Identifying Herbies—or things that slow down business processes—is important.
A bottleneck is an impediment or a barrier to productivity, efficiency or speed. In both our personal and professional lives, if we are able to identify the bottleneck, and treat it, life becomes trouble-free. The term “bottleneck” is an analogy to the shape of a bottle that narrows at the neck. A bottleneck slows down the process of a business operation. Eliyahu M Goldratt’s novel “The Goal” is about systems management processes. This book can be used as a case study in operations management, with a focus on the theory of constraints, and how to ease them, and applications of these concepts in real life. The book was released about 35 years ago.
The fundamental premise of the theory of constraints is that organisations can be measured and controlled on three key areas—throughput (the amount of material or items passing through a system or process), operational expense, and inventory.
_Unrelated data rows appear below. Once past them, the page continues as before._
//! TaskEngine - タスクのライフサイクル
//!
//! # コミット境界
//! - enqueue / cancel / delete: 1 トランザクション
//! - process:
//!   1. Running 遷移を先にコミット（実行中のクラッシュが「実行中だった」と観測できる）
//!   2. payload の書き込み + Done 遷移を 1 トランザクションでコミット
//!   3. 失敗時は 2 をロールバックし、新しいトランザクションで Failed を記録
//!   4. 後続タスクの解放は終端遷移のコミット後、新しいトランザクションで行う
//!
//! process はスケジューラのコールバック境界なのでエラーを返さない。
//!
//! # 競合
//! store は他スコープが先に書き換えたタスク行の上書きを `StoreError::Conflict`
//! で拒否する。短いトランザクション（enqueue / cancel / delete / Running 遷移 /
//! 後続解放）は読み直して再試行する。

use std::any::Any;
use std::panic::AssertUnwindSafe;
use std::sync::Arc;

use futures::FutureExt;

use crate::app::registry::ResourceRegistry;
use crate::app::status::{TaskCounts, TaskSummary};
use crate::config::{EngineConfig, ReportingMode};
use crate::domain::{
    AccessToken, EngineError, ExecutionKind, LogRecord, NewTask, Principal,
    SCHEDULE_PRIORITY_BASE, ScheduleEntry, StageTree, StoreError, TaskId, TaskRecord, TaskState,
    TriggerAction, UNEXPECTED_ERROR_MESSAGE,
};
use crate::ports::{Clock, RunOptions, Runnable, StoreTx, TaskStore, TokenGenerator};
use crate::status::{LocalTransport, RemoteTransport, StatusClient, StatusError, StatusTransport};

/// Raised when `fail_on_errors` is set and the run logged errors.
pub const FINISHED_WITH_ERRORS: &str = "Task finished with errors";

/// Re-runs of a short transaction that lost a write conflict.
const CONFLICT_RETRIES: u32 = 3;

/// Result of one `process` call.
#[derive(Debug, Clone, PartialEq, Eq)]
pub enum ProcessOutcome {
    /// Not Queued (or gone): nothing happened.
    Skipped,

    /// Singleton check found an older active task; still Queued.
    Deferred { behind: TaskId },

    Done,

    /// Run failed; the message was recorded on the task.
    Failed { error: String },

    /// The engine could not even record the outcome (store failure).
    Aborted { error: String },
}

pub struct TaskEngine {
    store: Arc<dyn TaskStore>,
    registry: Arc<ResourceRegistry>,
    clock: Arc<dyn Clock>,
    tokens: Arc<dyn TokenGenerator>,
    config: EngineConfig,
}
Inventory is all the money that the system has invested in the raw materials used to produce the finished goods, material in the production process (referred to as work-in-progress), or goods that are in transit. As a result, throughput is the rate at which the system generates money through sales.
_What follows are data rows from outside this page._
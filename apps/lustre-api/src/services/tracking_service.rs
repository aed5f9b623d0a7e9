use lustre_db::models::order::OrderStatus;
use lustre_db::repositories::order_repo::OrderRepository;
use serde::Deserialize;
use thiserror::Error;
use tracing::{info, warn};

/// Courier callback payload. The external platform only round-trips values
/// it was given at shipment creation, so `order_id` carries our order
/// number, not the internal identifier.
#[derive(Debug, Clone, Default, Deserialize)]
pub struct CourierCallback {
    pub order_id: Option<String>,
    pub awb: Option<String>,
    pub courier_name: Option<String>,
    pub current_status: Option<String>,
    pub shipment_status: Option<String>,
    pub current_location: Option<String>,
    pub remarks: Option<String>,
    pub tracking_url: Option<String>,
}

#[derive(Debug, Error)]
pub enum TrackingError {
    #[error("Callback is missing order_id")]
    MissingOrderId,
    #[error("No order found for order number {0}")]
    UnknownOrder(String),
    #[error(transparent)]
    Storage(#[from] anyhow::Error),
}

#[derive(Debug)]
pub struct CallbackOutcome {
    pub order_number: String,
    pub previous_status: OrderStatus,
    pub new_status: OrderStatus,
}

/// Map a courier-reported status string onto the internal vocabulary.
/// Unknown strings map to `None`: the order keeps its current status and the
/// raw text still lands in the audit trail.
pub fn map_courier_status(raw: &str) -> Option<OrderStatus> {
    let normalized = raw.trim().to_uppercase();
    match normalized.as_str() {
        "PICKUP SCHEDULED" | "PICKUP GENERATED" | "PICKUP QUEUED" | "PICKED UP"
        | "PICKUP COMPLETE" => Some(OrderStatus::Processing),
        "SHIPPED" | "IN TRANSIT" | "IN-TRANSIT" | "OUT FOR DELIVERY"
        | "REACHED DESTINATION HUB" => Some(OrderStatus::Shipped),
        "DELIVERED" => Some(OrderStatus::Delivered),
        "CANCELLED" | "CANCELED" => Some(OrderStatus::Cancelled),
        // Any return-to-origin stage ends the order from the buyer's side.
        s if s.starts_with("RTO") => Some(OrderStatus::Cancelled),
        _ => None,
    }
}

/// Reconciles asynchronous courier callbacks onto the order state machine.
/// Transitions are monotonic and idempotent: stale, duplicate, or
/// out-of-order deliveries never move an order backwards or restamp its
/// timestamps.
pub struct TrackingService {
    orders: OrderRepository,
}

impl TrackingService {
    pub fn new(orders: OrderRepository) -> Self {
        Self { orders }
    }

    pub async fn process_callback(
        &self,
        payload: &CourierCallback,
    ) -> Result<CallbackOutcome, TrackingError> {
        let order_number = payload
            .order_id
            .as_deref()
            .map(str::trim)
            .filter(|s| !s.is_empty())
            .ok_or(TrackingError::MissingOrderId)?;

        let mut order = self
            .orders
            .find_by_order_number(order_number)
            .await?
            .ok_or_else(|| TrackingError::UnknownOrder(order_number.to_string()))?;

        let status_text = payload
            .shipment_status
            .as_deref()
            .or(payload.current_status.as_deref())
            .unwrap_or("UNKNOWN")
            .to_string();

        let previous_status = order.status;
        let mapped = map_courier_status(&status_text);
        if mapped.is_none() {
            warn!(
                "Unmapped courier status '{}' for order {}, keeping {}",
                status_text,
                order_number,
                order.status.as_str()
            );
        }

        // The status advance and the audit row commit together. The update
        // is guarded on the expected status, so a concurrent delivery that
        // wins the race costs this one a re-read and another attempt.
        let mut attempts = 0;
        loop {
            let next = match mapped {
                Some(n) if order.status.can_advance_to(n) => Some(n),
                _ => None,
            };

            let mut tx = self.orders.begin().await?;
            if let Some(next) = next {
                if !self
                    .orders
                    .advance_status(&mut tx, order.id, order.status, next)
                    .await?
                {
                    tx.rollback().await.map_err(anyhow::Error::from)?;
                    attempts += 1;
                    if attempts >= 3 {
                        return Err(TrackingError::Storage(anyhow::anyhow!(
                            "Gave up advancing order {} after {} attempts",
                            order_number,
                            attempts
                        )));
                    }
                    order = self
                        .orders
                        .find_by_order_number(order_number)
                        .await?
                        .ok_or_else(|| TrackingError::UnknownOrder(order_number.to_string()))?;
                    continue;
                }
            }

            // Full timeline: append even when the status is unchanged.
            self.orders
                .append_event(
                    &mut tx,
                    order.id,
                    &status_text,
                    payload.current_status.as_deref(),
                    payload.current_location.as_deref(),
                    payload.remarks.as_deref(),
                )
                .await?;
            tx.commit().await.map_err(anyhow::Error::from)?;

            if let Some(next) = next {
                info!(
                    "Order {} advanced {} -> {}",
                    order_number,
                    order.status.as_str(),
                    next.as_str()
                );
                order.status = next;
            }
            break;
        }

        if payload.awb.is_some() || payload.courier_name.is_some() || payload.tracking_url.is_some()
        {
            self.orders
                .backfill_tracking(
                    order.id,
                    payload.awb.as_deref(),
                    payload.courier_name.as_deref(),
                    payload.tracking_url.as_deref(),
                )
                .await?;
        }

        Ok(CallbackOutcome {
            order_number: order_number.to_string(),
            previous_status,
            new_status: order.status,
        })
    }
}

#[cfg(test)]
mod tests {
    use super::*;
    use lustre_db::db::init_test_db;
    use lustre_db::models::order::{NewOrder, OrderStatus};

    fn draft(order_number: &str, status: OrderStatus) -> NewOrder {
        NewOrder {
            order_number: order_number.to_string(),
            user_id: Some(1),
            customer_email: "test@example.com".to_string(),
            status,
            subtotal: 100_000,
            discount_amount: 0,
            discount_on_delivery: 0,
            delivery_charge: 5_000,
            tax_amount: 18_000,
            total_amount: 123_000,
            coupon_code: None,
            payment_method: "cod".to_string(),
            payment_status: "paid".to_string(),
            razorpay_order_id: None,
            shipping_address: "{}".to_string(),
        }
    }

    fn callback(order_id: &str, status: &str) -> CourierCallback {
        CourierCallback {
            order_id: Some(order_id.to_string()),
            shipment_status: Some(status.to_string()),
            ..Default::default()
        }
    }

    #[test]
    fn status_map_covers_courier_vocabulary() {
        assert_eq!(map_courier_status("PICKED UP"), Some(OrderStatus::Processing));
        assert_eq!(map_courier_status("pickup scheduled"), Some(OrderStatus::Processing));
        assert_eq!(map_courier_status("IN TRANSIT"), Some(OrderStatus::Shipped));
        assert_eq!(map_courier_status("Out For Delivery"), Some(OrderStatus::Shipped));
        assert_eq!(map_courier_status("DELIVERED"), Some(OrderStatus::Delivered));
        assert_eq!(map_courier_status("RTO INITIATED"), Some(OrderStatus::Cancelled));
        assert_eq!(map_courier_status("RTO DELIVERED"), Some(OrderStatus::Cancelled));
        assert_eq!(map_courier_status("SOME NEW STATUS"), None);
    }

    #[tokio::test]
    async fn transit_callback_advances_and_is_idempotent() {
        let pool = init_test_db().await.unwrap();
        let repo = OrderRepository::new(pool);
        let id = repo
            .create(&draft("ORD123", OrderStatus::Processing), &[])
            .await
            .unwrap();
        let svc = TrackingService::new(repo.clone());

        let outcome = svc
            .process_callback(&callback("ORD123", "IN TRANSIT"))
            .await
            .unwrap();
        assert_eq!(outcome.previous_status, OrderStatus::Processing);
        assert_eq!(outcome.new_status, OrderStatus::Shipped);

        let order = repo.find_by_order_number("ORD123").await.unwrap().unwrap();
        let first_shipped_at = order.shipped_at.expect("shipped_at stamped");

        // Replay of the same callback: status and timestamp stable, only the
        // audit trail grows.
        svc.process_callback(&callback("ORD123", "IN TRANSIT"))
            .await
            .unwrap();
        let order = repo.find_by_order_number("ORD123").await.unwrap().unwrap();
        assert_eq!(order.status, OrderStatus::Shipped);
        assert_eq!(order.shipped_at, Some(first_shipped_at));
        assert_eq!(repo.get_events(id).await.unwrap().len(), 2);
    }

    #[tokio::test]
    async fn stale_callback_never_regresses_status() {
        let pool = init_test_db().await.unwrap();
        let repo = OrderRepository::new(pool);
        let id = repo
            .create(&draft("ORD124", OrderStatus::Delivered), &[])
            .await
            .unwrap();
        let svc = TrackingService::new(repo.clone());

        let outcome = svc
            .process_callback(&callback("ORD124", "PICKED UP"))
            .await
            .unwrap();
        assert_eq!(outcome.new_status, OrderStatus::Delivered);

        let order = repo.find_by_order_number("ORD124").await.unwrap().unwrap();
        assert_eq!(order.status, OrderStatus::Delivered);
        // the late event is still recorded
        assert_eq!(repo.get_events(id).await.unwrap().len(), 1);
    }

    #[tokio::test]
    async fn unknown_status_keeps_current_and_logs_event() {
        let pool = init_test_db().await.unwrap();
        let repo = OrderRepository::new(pool);
        let id = repo
            .create(&draft("ORD125", OrderStatus::Shipped), &[])
            .await
            .unwrap();
        let svc = TrackingService::new(repo.clone());

        svc.process_callback(&callback("ORD125", "MISROUTED AT HUB"))
            .await
            .unwrap();
        let order = repo.find_by_order_number("ORD125").await.unwrap().unwrap();
        assert_eq!(order.status, OrderStatus::Shipped);
        let events = repo.get_events(id).await.unwrap();
        assert_eq!(events.len(), 1);
        assert_eq!(events[0].status_text, "MISROUTED AT HUB");
    }

    #[tokio::test]
    async fn missing_or_unknown_order_rejected() {
        let pool = init_test_db().await.unwrap();
        let repo = OrderRepository::new(pool);
        let svc = TrackingService::new(repo);

        let err = svc.process_callback(&CourierCallback::default()).await.unwrap_err();
        assert!(matches!(err, TrackingError::MissingOrderId));

        let err = svc
            .process_callback(&callback("NOPE", "DELIVERED"))
            .await
            .unwrap_err();
        assert!(matches!(err, TrackingError::UnknownOrder(_)));
    }

    #[tokio::test]
    async fn rto_cancels_in_flight_order() {
        let pool = init_test_db().await.unwrap();
        let repo = OrderRepository::new(pool);
        repo.create(&draft("ORD126", OrderStatus::Shipped), &[])
            .await
            .unwrap();
        let svc = TrackingService::new(repo.clone());

        svc.process_callback(&callback("ORD126", "RTO INITIATED"))
            .await
            .unwrap();
        let order = repo.find_by_order_number("ORD126").await.unwrap().unwrap();
        assert_eq!(order.status, OrderStatus::Cancelled);
    }

    #[tokio::test]
    async fn first_callback_wins_tracking_url() {
        let pool = init_test_db().await.unwrap();
        let repo = OrderRepository::new(pool);
        repo.create(&draft("ORD127", OrderStatus::Processing), &[])
            .await
            .unwrap();
        let svc = TrackingService::new(repo.clone());

        let mut cb = callback("ORD127", "IN TRANSIT");
        cb.awb = Some("AWB-1".to_string());
        cb.tracking_url = Some("https://track/1".to_string());
        svc.process_callback(&cb).await.unwrap();

        let mut cb2 = callback("ORD127", "OUT FOR DELIVERY");
        cb2.tracking_url = Some("https://track/2".to_string());
        svc.process_callback(&cb2).await.unwrap();

        let order = repo.find_by_order_number("ORD127").await.unwrap().unwrap();
        assert_eq!(order.tracking_url.as_deref(), Some("https://track/1"));
        assert_eq!(order.awb_code.as_deref(), Some("AWB-1"));
    }
}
For reaching a goal, necessary conditions must first be met. These typically include safety, quality, legal obligations, etc. For most businesses including non-profit organisations, making money is an essential goal, therefore understanding how to make sound financial decisions based on throughput, inventory and operating expense is a critical requirement.
The term “Herbie” comes from this record-breaking novel. To understand the process of production, we are told the story of Herbie by the protagonist of the novel—Alex Rogo. Herbie is the slowest kid on a hike in his boy scout troop. The troop must stay close enough, so that they can be supervised easily by an adult. They need to get to the camp ground before it gets dark. The speed of the hike is wholly dependent on how fast Herbie moves. The proverb “A chain is only as strong as its weakest link” describes that if one member of a team doesn’t perform well, the whole team fails. The author compares business production to the hiking troop; how to get Herbie to move as fast as he can so that the troop reaches the camp ground faster. If Herbie’s backpack and other load is distributed among other troopers, they can reach their destination faster.
Rogo manages a production plant owned by UniCo Manufacturing, where everything is always behind schedule and things are looking dire. The book goes on to point how identifying Herbies makes it possible to reduce their impact and how it also helps in yielding a useful tool for measuring and controlling the flow of materials. Rogo and his team identify the bottlenecks in their process and immediately begin to implement changes to help increase capacity and speed up production. In response to questions about the logic of using obsolete technology in modern manufacturing, Rogo’s team procures an old machine which they receive for free (which had previously been used at their plant in conjunction with two other machines) in order to increase the capacity of the NCX-10 machine, which had been identified as one of the two bottlenecks. In addition, they identify processes at the heat-treat, identified as their second bottleneck, that caused massive delays in their getting product through heat-treat and which had also caused some products to be heat-treated multiple times (to make softer and then harder again), instead of just once or not at all.
The novel goes on to point out that a “Herbie” can be solved effectively, when each person in an organisation plays his role effectively. For example, a researcher is supposed to do his research and create an intellectual property. Instead, if he starts doing bookkeeping, he will only create another Herbie. Effective role playing solves many technical and emotional problems in business firms.
For smoothening the process, people need to identify the system’s constraints, make strategies to exploit the system’s constraints, unanimously solve the problem to elevate these constraints; the team needs to go exactly to the point where the system has been broken. The constraints occur in equipment, people and policy. In the book, they discover they are running their manufacturing plant at 80% capacity. That means 20% of the time they have machines and people just sitting there, doing nothing. So, they tell their sales manager to get them 20% more work. An idle mind is the devil’s workshop. Once people get used to being idle, changing their mindset becomes very difficult.
The most important message is that when there is no Herbie in the business, when things are going smooth, finding one will only create many others. The point is not to find the Herbie in crisis, but always to keep a watch and look out for him. Changes never take place in the moments of crisis. Crisis is an indication of unidentified flaws in the system. As with treating the symptoms without the underlying bug can never bring effective change.
The central theme of this novel is that you shouldn’t let your business and processes control you and lead you. Instead, you should constantly disparage and review your processes, and not settle for any bottlenecks or sticking points. One more major theme is that businesses want to earn profit. The way to do this is not to create as much as possible, but instead to run as efficiently as possible.